▶ [TASK GOAL] Each line of the data that includes the string "BridgeError" is to be copied out.

-*-

//! Print log recorder
//!
//! Writes one immutable [`PrintLog`] per job when the job reaches a terminal
//! state. Persistence failures are retried with a short backoff, then
//! reported as a warning. The job's outcome is never affected.

use std::sync::Arc;
use std::time::Duration;

use shared::models::{PrintJob, PrintLog, PrintLogQuery};
use shared::util::snowflake_id;

use crate::error::{BridgeError, BridgeResult};
use crate::storage::{BridgeStorage, LogSink, StorageError};

const DEFAULT_QUERY_LIMIT: usize = 100;
const MAX_QUERY_LIMIT: usize = 1000;
const BASE_RETRY_DELAY: Duration = Duration::from_millis(20);

pub struct LogRecorder {
    sink: Arc<dyn LogSink>,
    storage: BridgeStorage,
    attempts: u32,
    retry_delay: Duration,
}

impl LogRecorder {
    /// `attempts` is the total number of writes tried per log (at least one)
    pub fn new(storage: BridgeStorage, attempts: u32) -> Self {
        Self::with_sink(Arc::new(storage.clone()), storage, attempts)
    }

    /// Recorder writing to a custom sink while reading from `storage`
    pub fn with_sink(sink: Arc<dyn LogSink>, storage: BridgeStorage, attempts: u32) -> Self {
        Self {
            sink,
            storage,
            attempts: attempts.max(1),
            retry_delay: BASE_RETRY_DELAY,
        }
    }

    pub fn with_retry_delay(mut self, delay: Duration) -> Self {
        self.retry_delay = delay;
        self
    }

    /// Append the log for a terminal job
    pub async fn record(&self, job: &PrintJob) -> BridgeResult<PrintLog> {
        debug_assert!(job.state.is_terminal(), "only terminal jobs are logged");

        let mut log = PrintLog::from_job(snowflake_id(), job);
        let mut last_error = String::new();

        for attempt in 1..=self.attempts {
            if attempt > 1 {
                log.id = snowflake_id();
            }
            match self.sink.append_log(&log) {
                Ok(()) => {
                    tracing::debug!(
                        job_id = %log.job_id,
                        device_id = %log.device_id,
                        state = %log.state,
                        "Print log recorded"
                    );
                    return Ok(log);
                }
                Err(StorageError::DuplicateLog(job_id)) => {
                    // Already recorded; a retry would never succeed
                    tracing::warn!(job_id = %job_id, "Print log already exists, skipping");
                    return Err(BridgeError::LogPersistFailure {
                        attempts: attempt,
                        message: format!("log already recorded for job {job_id}"),
                    });
                }
                Err(e) => {
                    tracing::debug!(job_id = %log.job_id, attempt, error = %e, "Print log write failed");
                    last_error = e.to_string();
                    if attempt < self.attempts {
                        tokio::time::sleep(self.retry_delay * attempt).await;
                    }
                }
            }
        }

        tracing::warn!(
            job_id = %log.job_id,
            device_id = %log.device_id,
            state = %log.state,
            attempts = self.attempts,
            error = %last_error,
            "Failed to persist print log, outcome kept in memory only"
        );
        Err(BridgeError::LogPersistFailure {
            attempts: self.attempts,
            message: last_error,
        })
    }

    /// Query logs, newest first
    ///
    /// Device filter wins over restaurant filter; with neither, all logs are
    /// considered.
    pub fn query(&self, query: &PrintLogQuery) -> BridgeResult<Vec<PrintLog>> {
        let limit = query
            .limit
            .unwrap_or(DEFAULT_QUERY_LIMIT)
            .clamp(1, MAX_QUERY_LIMIT);

        match (&query.device_id, &query.restaurant_id) {
            (Some(device_id), Some(restaurant_id)) => Ok(self.storage.list_logs_by_device(
                device_id,
                Some(restaurant_id.as_str()),
                query.since,
                limit,
            )?),
            (Some(device_id), None) => self.list_by_device(device_id, query.since, limit),
            (None, Some(restaurant_id)) => self.list_by_restaurant(restaurant_id, query.since, limit),
            (None, None) => self.list_recent(query.since, limit),
        }
    }

    pub fn list_recent(&self, since: Option<i64>, limit: usize) -> BridgeResult<Vec<PrintLog>> {
        Ok(self.storage.list_recent_logs(since, limit)?)
    }

    pub fn list_by_restaurant(
        &self,
        restaurant_id: &str,
        since: Option<i64>,
        limit: usize,
    ) -> BridgeResult<Vec<PrintLog>> {
        Ok(self
            .storage
            .list_logs_by_restaurant(restaurant_id, since, limit)?)
    }

    pub fn list_by_device(
        &self,
        device_id: &str,
        since: Option<i64>,
        limit: usize,
    ) -> BridgeResult<Vec<PrintLog>> {
        Ok(self.storage.list_logs_by_device(device_id, None, since, limit)?)
    }

    pub fn log_for_job(&self, job_id: &str) -> BridgeResult<Option<PrintLog>> {
        Ok(self.storage.get_log_for_job(job_id)?)
    }
}

#[cfg(test)]
mod tests {
    use super::*;
    use shared::models::{FailureReason, JobState, Payload};
    use std::sync::atomic::{AtomicU32, Ordering};

    /// Fails the first `failures` writes, then delegates to real storage
    struct FlakySink {
        inner: BridgeStorage,
        failures: u32,
        calls: AtomicU32,
    }

    impl LogSink for FlakySink {
        fn append_log(&self, log: &PrintLog) -> Result<(), StorageError> {
            let call = self.calls.fetch_add(1, Ordering::SeqCst);
            if call < self.failures {
                return Err(StorageError::Serialization(
                    serde_json::from_str::<()>("disk full").unwrap_err(),
                ));
            }
            self.inner.append_log(log)
        }
    }

    fn finished_job(id: &str, state: JobState) -> PrintJob {
        let mut job = PrintJob::new(id, "r1", "d1", Payload::from("receipt"), 100);
        job.state = state;
        job.finished_at = Some(200);
        if state == JobState::Failed {
            job.failure = Some(FailureReason::AckTimeout);
        }
        job
    }

    fn flaky(failures: u32, attempts: u32) -> (Arc<FlakySink>, LogRecorder) {
        let storage = BridgeStorage::open_in_memory().unwrap();
        let sink = Arc::new(FlakySink {
            inner: storage.clone(),
            failures,
            calls: AtomicU32::new(0),
        });
        let recorder = LogRecorder::with_sink(sink.clone(), storage, attempts)
            .with_retry_delay(Duration::from_millis(1));
        (sink, recorder)
    }

    #[tokio::test]
    async fn records_terminal_job() {
        let recorder = LogRecorder::new(BridgeStorage::open_in_memory().unwrap(), 3);
        let job = finished_job("j1", JobState::Failed);
        let log = recorder.record(&job).await.unwrap();

        assert_eq!(log.job_id, "j1");
        assert_eq!(log.state, JobState::Failed);
        assert_eq!(log.failure, Some(FailureReason::AckTimeout));
        assert_eq!(log.timestamp, 200);
        assert_eq!(log.payload_len, 7);
        assert_eq!(recorder.log_for_job("j1").unwrap(), Some(log));
    }

    #[tokio::test]
    async fn transient_failures_are_retried() {
        let (sink, recorder) = flaky(2, 3);
        recorder
            .record(&finished_job("j1", JobState::Acknowledged))
            .await
            .unwrap();
        assert_eq!(sink.calls.load(Ordering::SeqCst), 3);
        assert!(recorder.log_for_job("j1").unwrap().is_some());
    }

    #[tokio::test]
    async fn retries_are_bounded() {
        let (sink, recorder) = flaky(10, 3);
        let err = recorder
            .record(&finished_job("j1", JobState::Acknowledged))
            .await
            .unwrap_err();
        assert!(matches!(err, BridgeError::LogPersistFailure { attempts: 3, .. }));
        assert_eq!(sink.calls.load(Ordering::SeqCst), 3);
        assert!(recorder.log_for_job("j1").unwrap().is_none());
    }

    #[tokio::test]
    async fn second_record_for_same_job_is_rejected() {
        let recorder = LogRecorder::new(BridgeStorage::open_in_memory().unwrap(), 3);
        let job = finished_job("j1", JobState::Expired);
        recorder.record(&job).await.unwrap();
        let err = recorder.record(&job).await.unwrap_err();
        assert!(matches!(err, BridgeError::LogPersistFailure { attempts: 1, .. }));

        let all = recorder.query(&PrintLogQuery::default()).unwrap();
        assert_eq!(all.len(), 1);
    }

    #[tokio::test]
    async fn query_filters() {
        let storage = BridgeStorage::open_in_memory().unwrap();
        let recorder = LogRecorder::new(storage, 1);
        for (id, restaurant, device) in [("j1", "r1", "d1"), ("j2", "r2", "d2"), ("j3", "r1", "d3")] {
            let mut job = PrintJob::new(id, restaurant, device, Payload::from("x"), 1);
            job.state = JobState::Acknowledged;
            job.finished_at = Some(10);
            recorder.record(&job).await.unwrap();
        }

        let by_restaurant = recorder
            .query(&PrintLogQuery {
                restaurant_id: Some("r1".into()),
                ..Default::default()
            })
            .unwrap();
        assert_eq!(by_restaurant.len(), 2);

        let by_device = recorder
            .query(&PrintLogQuery {
                device_id: Some("d2".into()),
                restaurant_id: Some("r1".into()),
                ..Default::default()
            })
            .unwrap();
        assert!(by_device.is_empty());

        let limited = recorder
            .query(&PrintLogQuery {
                limit: Some(1),
                ..Default::default()
            })
            .unwrap();
        assert_eq!(limited.len(), 1);
    }

    #[tokio::test]
    async fn combined_filter_fills_the_limit() {
        let recorder = LogRecorder::new(BridgeStorage::open_in_memory().unwrap(), 1);
        for (id, restaurant, finished) in [("j1", "r1", 10), ("j2", "r1", 20), ("j3", "r2", 30)] {
            let mut job = PrintJob::new(id, restaurant, "d1", Payload::from("x"), 1);
            job.state = JobState::Acknowledged;
            job.finished_at = Some(finished);
            recorder.record(&job).await.unwrap();
        }

        let logs = recorder
            .query(&PrintLogQuery {
                device_id: Some("d1".into()),
                restaurant_id: Some("r1".into()),
                limit: Some(2),
                ..Default::default()
            })
            .unwrap();
        let jobs: Vec<&str> = logs.iter().map(|l| l.job_id.as_str()).collect();
        assert_eq!(jobs, vec!["j2", "j1"]);
    }
}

-*-

▶ [EXERCISE ANSWER]
use crate::error::{BridgeError, BridgeResult};
                    return Err(BridgeError::LogPersistFailure {
        Err(BridgeError::LogPersistFailure {
        assert!(matches!(err, BridgeError::LogPersistFailure { attempts: 3, .. }));
        assert!(matches!(err, BridgeError::LogPersistFailure { attempts: 1, .. }));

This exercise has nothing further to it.